I wanted to burn a CD with a playlist of ALAC files that was over 900 MB. I know that CD-R's can only hold 700 MB of data so I had previously tried to convert them to FLAC in hopes the converted files would total less than 700 MB but they didn't get more than a few MB smaller in total. Anyway, I already had them in a playlist in iTunes to see the duration so I just tried to burn it and iTunes went through with it somehow. I had the encoder set to ALAC and set it to have no gaps between tracks as per instructions for burning ALAC I saw a thread on this forum. When it was done it displayed the CD as being a little over 700 MB. So what happened? Did iTunes convert them to a lossy format? It would be pretty unfortunate if Tunes does so without at least warning the user.

post #2 of 8

The format a CD uses is neither FLAC nor ALAC but something very similar to WAV, which means that the 900MB of ALAC/FLAC files that you tried to burn to a CD is actually more like 1,800MB when converted to the CD format for burning. So my guess is that iTunes just burned a little less than half of the songs on your playlist to the CD. Please check and play the CD and post your findings.

post #3 of 8
Thread Starter 

Keep in mind I'm talking about CD-R's, which I've always understood as having a 700 MB limit. Are you saying whenever you burn an audio disc it gets converted to the "similar to WAV" format and a larger size? I played all but one of the tracks all the way through yesterday.

post #4 of 8

If you are burning in Audio CD format then the limit is basically 80 mins.

post #5 of 8
Quote:
Originally Posted by Horse Magnet View Post
 

Keep in mind I'm talking about CD-R's, which I've always understood as having a 700 MB limit. Are you saying whenever you burn an audio disc it gets converted to the "similar to WAV" format and a larger size? I played all but one of the tracks all the way through yesterday.

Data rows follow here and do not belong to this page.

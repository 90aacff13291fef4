use std::collections::HashMap;
use std::path::Path;

use anyhow::{Context, Result};
use serde::Deserialize;

use crate::ir::{FamilyRecord, PersonRecord};

/// Read access to individuals and families of one tree.
pub trait Repository {
    fn person(&self, xref: &str) -> Option<PersonRecord>;

    fn family(&self, xref: &str) -> Option<FamilyRecord>;

    /// The family in which `person` is registered as a child.
    fn child_family(&self, person: &PersonRecord) -> Option<FamilyRecord> {
        person
            .child_family
            .as_deref()
            .and_then(|xref| self.family(xref))
    }

    fn can_show(&self, person: &PersonRecord) -> bool {
        !person.restricted
    }
}

/// On-disk tree document.
#[derive(Debug, Clone, Default, Deserialize)]
#[serde(rename_all = "camelCase", default)]
pub struct TreeFile {
    pub name: String,
    pub individuals: Vec<PersonRecord>,
    pub families: Vec<FamilyRecord>,
}

#[derive(Debug, Clone, Default)]
pub struct MemoryRepository {
    pub name: String,
    individuals: HashMap<String, PersonRecord>,
    families: HashMap<String, FamilyRecord>,
}

impl MemoryRepository {
    pub fn new(name: &str) -> Self {
        Self {
            name: name.to_string(),
            ..Default::default()
        }
    }

    pub fn from_tree_file(file: TreeFile) -> Self {
        let mut repo = Self::new(&file.name);
        for person in file.individuals {
            repo.insert_person(person);
        }
        for family in file.families {
            repo.insert_family(family);
        }
        repo
    }

    pub fn from_json_str(input: &str) -> Result<Self> {
        let file: TreeFile = serde_json::from_str(input).context("invalid tree document")?;
        Ok(Self::from_tree_file(file))
    }

    pub fn load(path: &Path) -> Result<Self> {
        let contents = std::fs::read_to_string(path)
            .with_context(|| format!("failed to read tree file {}", path.display()))?;
        let repo = Self::from_json_str(&contents)?;
        log::debug!(
            "loaded tree '{}' with {} individuals and {} families",
            repo.name,
            repo.individuals.len(),
            repo.families.len()
        );
        Ok(repo)
    }

    pub fn insert_person(&mut self, person: PersonRecord) {
        self.individuals.insert(person.xref.clone(), person);
    }

    pub fn insert_family(&mut self, family: FamilyRecord) {
        self.families.insert(family.xref.clone(), family);
    }

    pub fn len(&self) -> usize {
        self.individuals.len()
    }

    pub fn is_empty(&self) -> bool {
        self.individuals.is_empty()
    }
}

impl Repository for MemoryRepository {
    fn person(&self, xref: &str) -> Option<PersonRecord> {
        self.individuals.get(xref).cloned()
    }

    fn family(&self, xref: &str) -> Option<FamilyRecord> {
        self.families.get(xref).cloned()
    }
}

#[cfg(test)]
mod tests {
    use super::*;
    use crate::ir::Sex;

    #[test]
    fn loads_tree_document() {
        let input = r#"{
            "name": "demo",
            "individuals": [
                {"xref": "I1", "sex": "M", "name": "Max", "childFamily": "F1"},
                {"xref": "I2", "sex": "M", "name": "Otto"}
            ],
            "families": [{"xref": "F1", "husband": "I2"}]
        }"#;
        let repo = MemoryRepository::from_json_str(input).unwrap();
        assert_eq!(repo.name, "demo");
        assert_eq!(repo.len(), 2);
        let child = repo.person("I1").unwrap();
        let family = repo.child_family(&child).unwrap();
        assert_eq!(family.husband.as_deref(), Some("I2"));
        assert_eq!(family.wife, None);
        assert!(repo.child_family(&repo.person("I2").unwrap()).is_none());
    }

    #[test]
    fn dangling_family_reference_resolves_to_none() {
        let mut repo = MemoryRepository::new("t");
        let mut person = PersonRecord::new("I1", Sex::F, "Ann");
        person.child_family = Some("F404".to_string());
        repo.insert_person(person.clone());
        assert!(repo.child_family(&person).is_none());
    }

    #[test]
    fn restricted_people_are_hidden() {
        let repo = MemoryRepository::new("t");
        let mut person = PersonRecord::new("I1", Sex::U, "");
        assert!(repo.can_show(&person));
        person.restricted = true;
        assert!(!repo.can_show(&person));
    }

    #[test]
    fn rejects_malformed_documents() {
        assert!(MemoryRepository::from_json_str("{\"individuals\": 3}").is_err());
    }
}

CD-R are either 750MB/74mintues or 800MB/80minutes in size/length. I would double check how you arrived at the 900MB of ALAC figure since something is not quite right.

 

The CD that you burned - does it play in a regular CD or DVD player, i.e. not in computer CD/DVD drive?

 

Quote:
Originally Posted by namaiki View Post
 

If you are burning in Audio CD format then the limit is basically 80 mins.

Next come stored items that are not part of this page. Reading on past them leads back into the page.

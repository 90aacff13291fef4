//! Decomposition of marked-up display names.
//!
//! Names arrive as small HTML-like fragments, e.g.
//! `<span class="NAME">Johann <span class="starredname">Karl</span> <span class="SURN">Müller</span></span>`.
//! Only four markers carry meaning:
//!
//! | marker    | tag form      | class form                  |
//! |-----------|---------------|-----------------------------|
//! | name      | `<name>`      | `class="NAME"`              |
//! | surname   | `<surname>`   | `class="SURN"`              |
//! | nickname  | `<nickname>`  | `<q class="wt-nickname">`   |
//! | preferred | `<preferred>` | `class="starredname"`       |
//!
//! Everything else is plain structure. Malformed markup never fails: unclosed
//! elements end with the input, stray closing tags are dropped, and a `<`
//! that does not start a tag is kept as text.

use once_cell::sync::Lazy;
use regex::{Captures, Regex};

static TAG_RE: Lazy<Regex> = Lazy::new(|| {
    Regex::new(
        r"^<(?P<close>/)?(?P<name>[A-Za-z][A-Za-z0-9:_-]*)(?P<attrs>(?:\s[^<>]*?)?)(?P<selfclose>/)?\s*>$",
    )
    .unwrap()
});
static CLASS_RE: Lazy<Regex> = Lazy::new(|| {
    Regex::new(r#"(?i)(?:^|\s)class\s*=\s*(?:"([^"]*)"|'([^']*)'|([^\s"'>]+))"#).unwrap()
});
static ENTITY_RE: Lazy<Regex> =
    Lazy::new(|| Regex::new(r"&(#[0-9]{1,7}|#[xX][0-9a-fA-F]{1,6}|[A-Za-z]+);").unwrap());

const VOID_TAGS: [&str; 4] = ["br", "hr", "img", "wbr"];

#[derive(Debug, Clone, Default, PartialEq, Eq)]
pub struct NameParts {
    pub first_names: Vec<String>,
    pub last_names: Vec<String>,
    pub preferred_name: String,
}

#[derive(Debug, Clone, Copy, PartialEq, Eq)]
enum Role {
    Name,
    Surname,
    Nickname,
    Preferred,
    Other,
}

impl Role {
    fn classify(tag: &str, classes: &str) -> Self {
        let tag = tag.to_ascii_lowercase();
        match tag.as_str() {
            "name" => return Self::Name,
            "surname" => return Self::Surname,
            "nickname" => return Self::Nickname,
            "preferred" => return Self::Preferred,
            _ => {}
        }
        for class in classes.split_whitespace() {
            match class {
                "NAME" => return Self::Name,
                "SURN" => return Self::Surname,
                "wt-nickname" => return Self::Nickname,
                "starredname" => return Self::Preferred,
                _ => {}
            }
        }
        Self::Other
    }
}

#[derive(Debug, Clone, PartialEq, Eq)]
enum Token {
    Open {
        tag: String,
        role: Role,
        self_closing: bool,
    },
    Close {
        tag: String,
    },
    Text(String),
}

#[derive(Debug, Clone)]
enum Child {
    Text(String),
    Element(usize),
}

#[derive(Debug, Clone)]
struct Element {
    tag: String,
    role: Role,
    children: Vec<Child>,
}

/// Element tree over a name fragment; index 0 is the synthetic document root.
#[derive(Debug, Clone)]
struct Fragment {
    elements: Vec<Element>,
}

impl Fragment {
    fn parse(input: &str) -> Self {
        let mut elements = vec![Element {
            tag: String::new(),
            role: Role::Other,
            children: Vec::new(),
        }];
        let mut open: Vec<usize> = vec![0];

        for token in tokenize(input) {
            let parent = *open.last().unwrap_or(&0);
            match token {
                Token::Text(text) => elements[parent].children.push(Child::Text(text)),
                Token::Open {
                    tag,
                    role,
                    self_closing,
                } => {
                    let idx = elements.len();
                    let void = self_closing || VOID_TAGS.contains(&tag.as_str());
                    elements.push(Element {
                        tag,
                        role,
                        children: Vec::new(),
                    });
                    elements[parent].children.push(Child::Element(idx));
                    if !void {
                        open.push(idx);
                    }
                }
                Token::Close { tag } => {
                    // Close up to the nearest matching element; ignore if none is open.
                    let matching = open
                        .iter()
                        .rposition(|&idx| idx != 0 && elements[idx].tag == tag);
                    if let Some(pos) = matching {
                        open.truncate(pos);
                    }
                }
            }
        }

        Self { elements }
    }

    fn find_all(&self, role: Role) -> Vec<usize> {
        let mut found = Vec::new();
        self.walk(0, &mut |idx| {
            if self.elements[idx].role == role {
                found.push(idx);
            }
        });
        found
    }

    fn find_first(&self, role: Role) -> Option<usize> {
        self.find_all(role).into_iter().next()
    }

    /// Pre-order visit of `idx` and every element below it.
    fn walk(&self, idx: usize, visit: &mut dyn FnMut(usize)) {
        visit(idx);
        let mut stack = vec![self.elements[idx].children.iter()];
        while let Some(children) = stack.last_mut() {
            match children.next() {
                Some(Child::Element(child_idx)) => {
                    visit(*child_idx);
                    stack.push(self.elements[*child_idx].children.iter());
                }
                Some(Child::Text(_)) => {}
                None => {
                    stack.pop();
                }
            }
        }
    }

    /// Concatenated text below `idx`, leaving out subtrees whose role is in `skip`.
    fn text(&self, idx: usize, skip: &[Role]) -> String {
        let mut out = String::new();
        self.collect_text(idx, skip, &mut out);
        out
    }

    fn collect_text(&self, idx: usize, skip: &[Role], out: &mut String) {
        let mut stack = vec![self.elements[idx].children.iter()];
        while let Some(children) = stack.last_mut() {
            match children.next() {
                Some(Child::Text(text)) => out.push_str(text),
                Some(Child::Element(child_idx)) => {
                    if !skip.contains(&self.elements[*child_idx].role) {
                        stack.push(self.elements[*child_idx].children.iter());
                    }
                }
                None => {
                    stack.pop();
                }
            }
        }
    }

    /// The first name-tagged element, or the whole fragment when none is tagged.
    fn name_region(&self) -> usize {
        self.find_first(Role::Name).unwrap_or(0)
    }
}

fn tokenize(input: &str) -> Vec<Token> {
    let mut tokens = Vec::new();
    let mut text = String::new();
    let mut rest = input;

    while let Some(lt) = rest.find('<') {
        text.push_str(&rest[..lt]);
        let candidate = &rest[lt..];
        if let Some(comment_body) = candidate.strip_prefix("<!--") {
            match comment_body.find("-->") {
                Some(end) => {
                    rest = &comment_body[end + 3..];
                    continue;
                }
                None => {
                    rest = "";
                    break;
                }
            }
        }
        let Some(gt) = candidate.find('>') else {
            text.push_str(candidate);
            rest = "";
            break;
        };
        if candidate[1..gt].contains('<') {
            text.push('<');
            rest = &candidate[1..];
            continue;
        }
        let raw_tag = &candidate[..=gt];
        match parse_tag(raw_tag) {
            Some(token) => {
                flush_text(&mut text, &mut tokens);
                tokens.push(token);
            }
            None => text.push_str(raw_tag),
        }
        rest = &candidate[gt + 1..];
    }
    text.push_str(rest);
    flush_text(&mut text, &mut tokens);
    tokens
}

fn flush_text(text: &mut String, tokens: &mut Vec<Token>) {
    if !text.is_empty() {
        tokens.push(Token::Text(decode_entities(text)));
        text.clear();
    }
}

fn parse_tag(raw: &str) -> Option<Token> {
    let caps = TAG_RE.captures(raw)?;
    let tag = caps["name"].to_ascii_lowercase();
    if caps.name("close").is_some() {
        return Some(Token::Close { tag });
    }
    let attrs = caps.name("attrs").map(|m| m.as_str()).unwrap_or("");
    let classes = CLASS_RE
        .captures(attrs)
        .and_then(|c| c.get(1).or_else(|| c.get(2)).or_else(|| c.get(3)))
        .map(|m| m.as_str())
        .unwrap_or("");
    Some(Token::Open {
        role: Role::classify(&tag, classes),
        self_closing: caps.name("selfclose").is_some(),
        tag,
    })
}

fn decode_entities(text: &str) -> String {
    if !text.contains('&') {
        return text.to_string();
    }
    ENTITY_RE
        .replace_all(text, |caps: &Captures<'_>| {
            let body = &caps[1];
            let decoded = if let Some(hex) = body.strip_prefix("#x").or_else(|| body.strip_prefix("#X")) {
                u32::from_str_radix(hex, 16).ok().and_then(char::from_u32)
            } else if let Some(dec) = body.strip_prefix('#') {
                dec.parse::<u32>().ok().and_then(char::from_u32)
            } else {
                match body {
                    "amp" => Some('&'),
                    "lt" => Some('<'),
                    "gt" => Some('>'),
                    "quot" => Some('"'),
                    "apos" => Some('\''),
                    "nbsp" => Some('\u{a0}'),
                    _ => None,
                }
            };
            decoded.map(String::from).unwrap_or_else(|| caps[0].to_string())
        })
        .into_owned()
}

fn split_tokens(text: &str) -> Vec<String> {
    text.split_whitespace().map(str::to_string).collect()
}

fn collapse_whitespace(text: &str) -> String {
    text.split_whitespace().collect::<Vec<_>>().join(" ")
}

/// Splits a marked-up primary name into given names, surnames and the preferred name.
pub fn decompose(markup: &str) -> NameParts {
    let fragment = Fragment::parse(markup);
    let region = fragment.name_region();

    let last_names = fragment
        .find_all(Role::Surname)
        .into_iter()
        .map(|idx| collapse_whitespace(&fragment.text(idx, &[])))
        .filter(|surname| !surname.is_empty())
        .collect();

    let first_names = split_tokens(&fragment.text(region, &[Role::Surname, Role::Nickname]));

    let preferred_name = fragment
        .find_first(Role::Preferred)
        .map(|idx| collapse_whitespace(&fragment.text(idx, &[])))
        .unwrap_or_default();

    NameParts {
        first_names,
        last_names,
        preferred_name,
    }
}

/// Tokens of the name region of an alternate name, surnames included.
pub fn alternative_names(markup: &str) -> Vec<String> {
    let fragment = Fragment::parse(markup);
    split_tokens(&fragment.text(fragment.name_region(), &[Role::Nickname]))
}

/// All text of the fragment with markup removed and whitespace collapsed.
pub fn plain_text(markup: &str) -> String {
    let fragment = Fragment::parse(markup);
    collapse_whitespace(&fragment.text(0, &[]))
}

#[cfg(test)]
mod tests {
    use super::*;

    #[test]
    fn bare_surname_marker() {
        let parts = decompose("<surname>Smith</surname> John");
        assert_eq!(parts.last_names, vec!["Smith"]);
        assert_eq!(parts.first_names, vec!["John"]);
        assert_eq!(parts.preferred_name, "");
    }

    #[test]
    fn class_markers_with_preferred_and_nickname() {
        let markup = r#"<span class="NAME" dir="auto" translate="no">Johann <span class="starredname">Karl</span> <q class="wt-nickname">Charly</q> <span class="SURN">Müller</span></span>"#;
        let parts = decompose(markup);
        assert_eq!(parts.first_names, vec!["Johann", "Karl"]);
        assert_eq!(parts.last_names, vec!["Müller"]);
        assert_eq!(parts.preferred_name, "Karl");
    }

    #[test]
    fn multiple_surnames_in_document_order() {
        let markup = r#"<span class="NAME">Anna <span class="SURN">Meier</span> geb. <span class="SURN">Schulz</span></span>"#;
        let parts = decompose(markup);
        assert_eq!(parts.last_names, vec!["Meier", "Schulz"]);
        assert_eq!(parts.first_names, vec!["Anna", "geb."]);
    }

    #[test]
    fn text_outside_name_region_is_ignored_for_given_names() {
        let markup = r#"Dr. <span class="NAME">Paul <span class="SURN">Roth</span></span> Jr."#;
        let parts = decompose(markup);
        assert_eq!(parts.first_names, vec!["Paul"]);
        assert_eq!(parts.last_names, vec!["Roth"]);
    }

    #[test]
    fn missing_markers_give_empty_parts() {
        assert_eq!(decompose(""), NameParts::default());
        let parts = decompose("<span></span>");
        assert!(parts.first_names.is_empty());
        assert!(parts.last_names.is_empty());
    }

    #[test]
    fn malformed_markup_degrades() {
        let parts = decompose(r#"<span class="NAME">Eva <span class="SURN">Kuhn"#);
        assert_eq!(parts.first_names, vec!["Eva"]);
        assert_eq!(parts.last_names, vec!["Kuhn"]);

        let parts = decompose("</b>Max <surname>Lang</i></surname>");
        assert_eq!(parts.first_names, vec!["Max"]);
        assert_eq!(parts.last_names, vec!["Lang"]);

        let parts = decompose("Tom < Jerry <surname>Cat");
        assert_eq!(parts.first_names, vec!["Tom", "<", "Jerry"]);
        assert_eq!(parts.last_names, vec!["Cat"]);
    }

    #[test]
    fn deeply_nested_markup_decomposes_on_a_small_stack() {
        let markup = format!("{}John{}", "<b>".repeat(200_000), "</b>".repeat(200_000));
        let parts = std::thread::Builder::new()
            .stack_size(2 * 1024 * 1024)
            .spawn(move || decompose(&markup))
            .unwrap()
            .join()
            .unwrap();
        assert_eq!(parts.first_names, vec!["John"]);
        assert!(parts.last_names.is_empty());
    }

    #[test]
    fn entities_are_decoded() {
        let parts = decompose("<surname>O&#39;Brien &amp; Co</surname> Se&aacute;n");
        assert_eq!(parts.last_names, vec!["O'Brien & Co"]);
        assert_eq!(parts.first_names, vec!["Se&aacute;n"]);
        assert_eq!(plain_text("A&nbsp;B"), "A B");
    }

    #[test]
    fn alternative_names_keep_surnames() {
        let markup = r#"<span class="NAME">יוסף <span class="SURN">כהן</span></span>"#;
        assert_eq!(alternative_names(markup), vec!["יוסף", "כהן"]);
        assert!(alternative_names("").is_empty());
    }

    #[test]
    fn plain_text_strips_markup() {
        let markup = r#"<span class="NAME">John <!-- x --><span class="SURN">Smith</span></span><br/>"#;
        assert_eq!(plain_text(markup), "John Smith");
    }
}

Which is 800MB since the average is about 10MB per minute of audio.

post #6 of 8
Thread Starter 

It's over 74 minutes, just a couple minutes shy of the 80 minute limit. The collective size of the files was 900+ MB before and after adding to iTunes. I played it in my car CD player and I'll try it on my stereo player next.



 



"something is not quite right" was exactly what I thought and that's why I posted this. The only thing I can think of is iTunes encoded some or all the tracks lossy-ily when burning.



 



Should I try to rip my burn and check if all the tracks are true lossless? I'm not sure if there's an easy way to do that, I've heard Trader's Little Helper can but I've also heard you need to know how to do spectral analysis.



Edit: Edited for semantics. I know "lossy-ily" isn't a word
Edited by Horse Magnet - 3/5/14 at 10:01pm
post #7 of 8
Whatever format it was in, it will be converted to 16-bit 44.1KHz audio if necessary.
post #8 of 8
Quote:
Originally Posted by Horse Magnet View Post
 

It's over 74 minutes, just a couple minutes shy of the 80 minute limit. The collective size of the files was 900+ MB before and after adding to iTunes. I played it in my car CD player and I'll try it on my stereo player next.

It's a little early in the day but I think that I may have a possible solution to this puzzle. The 900+MB size - is that what is being reported by iTunes when you are preparing to burn the ALAC files to a CD or is the 900+MB the actual size of the ALAC files?

 

What I'm thinking is that it could be that iTunes is letting you know the "burned" size of the files so that you can figure out what songs to include and what songs to exclude. A guess another way to check this is give us the total playing time of the original 900+MB playlist since a playlist with 900+MB of ALAC files should be something like 160 to 180 minutes.

 

Plus there is also the possibility that the original ALAC files are 24bit rather than 16bit, which would account for the large size and iTunes is (correctly) converting the files to 16bit when burning them to CD Audio.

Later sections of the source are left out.